§ **WHAT TO PRODUCE**
The required result is the number of lines below that hold the word "main", stated without anything else.

#### INPUT MATERIAL

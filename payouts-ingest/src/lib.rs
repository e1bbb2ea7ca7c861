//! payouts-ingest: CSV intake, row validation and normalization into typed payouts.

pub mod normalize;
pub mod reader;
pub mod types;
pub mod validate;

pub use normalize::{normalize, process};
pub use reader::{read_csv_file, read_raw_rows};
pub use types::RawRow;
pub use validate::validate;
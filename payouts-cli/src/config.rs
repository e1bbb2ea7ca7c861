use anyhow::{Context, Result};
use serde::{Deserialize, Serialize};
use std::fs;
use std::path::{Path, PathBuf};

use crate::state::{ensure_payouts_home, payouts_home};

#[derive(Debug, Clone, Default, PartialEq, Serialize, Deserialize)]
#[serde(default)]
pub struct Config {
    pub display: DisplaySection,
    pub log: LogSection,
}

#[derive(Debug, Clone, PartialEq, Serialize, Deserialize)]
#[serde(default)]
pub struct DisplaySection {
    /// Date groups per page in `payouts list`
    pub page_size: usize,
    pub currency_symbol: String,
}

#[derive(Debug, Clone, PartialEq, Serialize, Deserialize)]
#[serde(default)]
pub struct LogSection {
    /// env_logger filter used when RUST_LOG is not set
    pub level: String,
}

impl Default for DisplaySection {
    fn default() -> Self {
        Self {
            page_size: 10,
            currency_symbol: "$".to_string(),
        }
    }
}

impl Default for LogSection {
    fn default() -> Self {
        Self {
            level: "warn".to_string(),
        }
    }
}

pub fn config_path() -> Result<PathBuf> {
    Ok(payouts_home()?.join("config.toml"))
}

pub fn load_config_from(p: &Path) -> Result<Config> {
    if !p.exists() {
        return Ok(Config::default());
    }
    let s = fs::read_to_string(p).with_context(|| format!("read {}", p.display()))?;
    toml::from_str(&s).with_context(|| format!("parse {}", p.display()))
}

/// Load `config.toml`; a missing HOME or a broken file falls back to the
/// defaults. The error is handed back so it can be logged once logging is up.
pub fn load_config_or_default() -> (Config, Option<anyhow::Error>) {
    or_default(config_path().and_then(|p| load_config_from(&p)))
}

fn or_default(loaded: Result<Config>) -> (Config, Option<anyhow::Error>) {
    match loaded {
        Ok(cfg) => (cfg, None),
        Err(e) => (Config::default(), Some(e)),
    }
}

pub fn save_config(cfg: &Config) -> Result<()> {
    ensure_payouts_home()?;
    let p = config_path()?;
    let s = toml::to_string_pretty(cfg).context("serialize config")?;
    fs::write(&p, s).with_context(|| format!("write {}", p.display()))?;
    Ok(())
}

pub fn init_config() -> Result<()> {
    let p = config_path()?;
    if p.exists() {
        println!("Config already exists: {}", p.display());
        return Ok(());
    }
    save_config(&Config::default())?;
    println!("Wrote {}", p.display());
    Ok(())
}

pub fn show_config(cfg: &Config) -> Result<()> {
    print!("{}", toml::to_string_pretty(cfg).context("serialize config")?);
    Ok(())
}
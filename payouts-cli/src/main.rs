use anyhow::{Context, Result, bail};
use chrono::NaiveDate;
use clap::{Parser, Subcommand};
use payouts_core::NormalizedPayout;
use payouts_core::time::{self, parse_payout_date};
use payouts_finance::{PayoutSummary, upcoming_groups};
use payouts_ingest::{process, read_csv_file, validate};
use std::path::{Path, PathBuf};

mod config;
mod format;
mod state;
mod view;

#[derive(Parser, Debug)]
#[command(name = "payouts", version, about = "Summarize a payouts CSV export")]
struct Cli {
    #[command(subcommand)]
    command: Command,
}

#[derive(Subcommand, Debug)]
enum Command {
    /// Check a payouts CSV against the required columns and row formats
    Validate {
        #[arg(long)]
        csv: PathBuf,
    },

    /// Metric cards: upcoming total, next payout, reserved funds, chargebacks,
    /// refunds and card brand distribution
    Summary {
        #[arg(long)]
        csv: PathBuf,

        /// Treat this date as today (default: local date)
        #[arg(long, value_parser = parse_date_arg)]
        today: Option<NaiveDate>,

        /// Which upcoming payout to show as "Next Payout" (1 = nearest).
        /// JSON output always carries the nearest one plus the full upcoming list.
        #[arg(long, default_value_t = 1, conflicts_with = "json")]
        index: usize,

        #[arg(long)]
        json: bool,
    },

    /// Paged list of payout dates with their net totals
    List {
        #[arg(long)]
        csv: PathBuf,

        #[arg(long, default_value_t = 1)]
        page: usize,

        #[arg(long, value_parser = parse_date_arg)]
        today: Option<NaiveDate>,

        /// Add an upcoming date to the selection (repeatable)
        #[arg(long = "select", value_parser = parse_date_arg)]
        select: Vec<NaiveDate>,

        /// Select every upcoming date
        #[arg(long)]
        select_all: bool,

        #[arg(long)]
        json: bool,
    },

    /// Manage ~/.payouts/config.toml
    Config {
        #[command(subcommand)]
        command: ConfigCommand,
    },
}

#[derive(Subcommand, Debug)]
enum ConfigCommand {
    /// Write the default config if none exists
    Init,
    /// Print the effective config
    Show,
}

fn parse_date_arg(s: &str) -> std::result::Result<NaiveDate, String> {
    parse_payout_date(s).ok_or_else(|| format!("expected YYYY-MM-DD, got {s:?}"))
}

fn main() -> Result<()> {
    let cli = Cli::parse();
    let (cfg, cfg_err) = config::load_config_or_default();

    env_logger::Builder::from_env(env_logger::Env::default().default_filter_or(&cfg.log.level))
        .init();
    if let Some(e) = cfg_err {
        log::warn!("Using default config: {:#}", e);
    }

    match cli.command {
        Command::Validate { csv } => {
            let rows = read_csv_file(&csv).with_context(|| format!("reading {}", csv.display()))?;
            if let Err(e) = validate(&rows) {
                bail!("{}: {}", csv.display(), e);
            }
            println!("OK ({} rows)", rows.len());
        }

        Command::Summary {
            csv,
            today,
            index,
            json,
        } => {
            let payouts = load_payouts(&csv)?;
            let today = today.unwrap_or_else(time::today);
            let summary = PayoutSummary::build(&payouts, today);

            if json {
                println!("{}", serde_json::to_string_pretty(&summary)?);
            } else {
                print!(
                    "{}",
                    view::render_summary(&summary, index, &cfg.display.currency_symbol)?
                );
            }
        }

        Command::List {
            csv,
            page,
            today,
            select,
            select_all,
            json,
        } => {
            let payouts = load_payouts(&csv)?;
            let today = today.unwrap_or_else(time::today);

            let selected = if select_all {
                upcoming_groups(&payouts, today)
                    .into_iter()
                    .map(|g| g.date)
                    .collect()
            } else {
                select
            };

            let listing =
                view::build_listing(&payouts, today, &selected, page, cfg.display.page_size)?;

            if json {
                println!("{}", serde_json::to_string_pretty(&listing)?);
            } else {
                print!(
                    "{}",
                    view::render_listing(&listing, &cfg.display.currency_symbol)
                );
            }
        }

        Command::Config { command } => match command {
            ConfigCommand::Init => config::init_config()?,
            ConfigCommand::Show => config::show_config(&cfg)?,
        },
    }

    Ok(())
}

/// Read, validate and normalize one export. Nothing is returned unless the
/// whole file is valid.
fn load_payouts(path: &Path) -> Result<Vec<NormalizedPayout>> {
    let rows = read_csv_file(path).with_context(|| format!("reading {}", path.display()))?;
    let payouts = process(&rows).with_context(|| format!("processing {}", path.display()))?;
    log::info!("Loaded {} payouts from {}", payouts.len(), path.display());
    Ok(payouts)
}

########

§ **ANSWER TO THIS EXERCISE**
2